Les travaux de la cour sont tellement ridicules, qu’il est inutile d’en parler. Ces triangles de gazon entourés d’une guipure de fer qui ne verront jamais une fleur s’épanouir donnent au Louvre l’apparence d’un cimetière, et la fontaine qui doit remplacer la statue du duc d’Orléans ne fécondera pas leur stérilité. Si M. Duban eût pris conseil d’un jardinier, il n’aurait jamais imaginé cette burlesque décoration, dont le bon sens public a déjà fait justice. Il nous reste à souhaiter qu’elle disparaisse bientôt.

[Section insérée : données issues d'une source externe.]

#![allow(dead_code)]

pub use buildwatch_test_utils::builders::{BuildDecl, Project};
pub use buildwatch_test_utils::{init_tracing, wait_until, with_timeout, Harness};

use std::sync::Arc;

use buildwatch::config::{BuildConfig, CliInput};

/// A project with one build, `dev`, whose entry point `app.core` lives in
/// `src/app/core.cljs`.
pub fn dev_project() -> Project {
    let project = Project::new();
    project.write("src/app/core.cljs", "(ns app.core)\n");
    project.write("src/app/util.cljs", "(ns app.util)\n");
    project.write_build(&dev_decl());
    project
}

pub fn dev_decl() -> BuildDecl {
    BuildDecl::new("dev")
        .main("app.core")
        .meta("debounce-ms", 30i64)
}

/// Resolve `id` with default CLI input.
pub fn resolve(project: &Project, id: &str) -> Arc<BuildConfig> {
    Arc::new(
        project
            .base(CliInput::default())
            .resolve_build(id)
            .expect("resolve build"),
    )
}
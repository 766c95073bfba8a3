// src/engine/mod.rs

//! Build orchestration engine.
//!
//! This module ties together:
//! - the compiler and hot-reload seams (`compiler.rs`) and the shell-command
//!   compiler used in production (`command.rs`)
//! - the dispatcher that turns change batches into compiles or reloads, one
//!   at a time per build (`dispatch.rs`)
//! - the lifecycle controller behind start/stop/clean/reset/status
//!   (`lifecycle.rs`)

pub mod command;
pub mod compiler;
pub mod dispatch;
pub mod lifecycle;

pub use command::CommandCompiler;
pub use compiler::{
    report_diagnostic, Artifact, CompileFuture, CompileRequest, Compiler, CompilerEnv, Diagnostic,
    HotReloadTransport, LogTransport, Severity,
};
pub use dispatch::{batch_channel, spawn_worker, BuildDispatcher, BuildOutcome, WorkerHandle};
pub use lifecycle::{BuildStatus, IdStatus, LifecycleController, LifecycleWarning, OpReport};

Je reviens au Musée. Le salon carré et la salle des sept cheminées ont dévoré des sommes énormes, et cette dépense est d’autant plus regrettable, que les travaux offerts à notre admiration rétive ont été précédés de nombreux tâtonnemens. Encore si ces tâtonnemens n’avaient coûté qu’une rame de papier, nous pourrions nous résigner à l’indulgence. Si l’architecte, suivant l’exemple des médecins qui éprouvent une substance nouvelle sur une vile créature avant de l’appliquer au traitement des maladies humaines, eût confié ses doutes au vérin, qui souffre tout et ne ruine personne, nous pourrions compatir à son échec ; mais, pour nous servir d’une expression vulgaire, il a taillé en plein drap. C’est sur les murailles mêmes du Louvre qu’il a essayé son savoir. Les travaux que nous avons sous les yeux représentent tout au plus le tiers de la dépense, car ils ont été recommencés plusieurs fois, et, lors même qu’ils seraient nés d’une inspiration soudaine, ils ne mériteraient pas l’indulgence des connaisseurs.

Avec la moitié de la somme dépensée, le Musée pouvait s’enrichir, se compléter ; il pouvait acquérir en Italie, en Espagne, en Hollande, en Allemagne, des échantillons précieux des maîtres qui lui manquent, ou ne sont pas représentés d’une façon digne de leur nom. Des Murillo, des Velasquez, des Ribeira, des Van Hemling, des Albert Durer, les maîtres primitifs de l’Italie, voilà ce qu’il fallait chercher, ce qu’il fallait trouver pour compléter le musée de Paris. L’argent prodigué pour de telles acquisitions n’eût soulevé aucun murmure, n’eût excité aucune raillerie. Les travaux de M. Duban ne sont pour les yeux les moins sévères qu’une fastueuse inutilité. Le mal est accompli, force nous est de l’accepter. Espérons toutefois que l’improbation publique dessillera les yeux des hommes à qui est confiée la tâche délicate d’entretenir et d’embellir les monumens dont la France se glorifie, et qu’ils choisiront désormais un artiste plus savant et plus sensé que M. Duban : c’est le vœu de tous les esprits qui, dans l’art comme dans la poésie, préfèrent l’harmonie au clinquant.


GUSTAVE PLANCHE.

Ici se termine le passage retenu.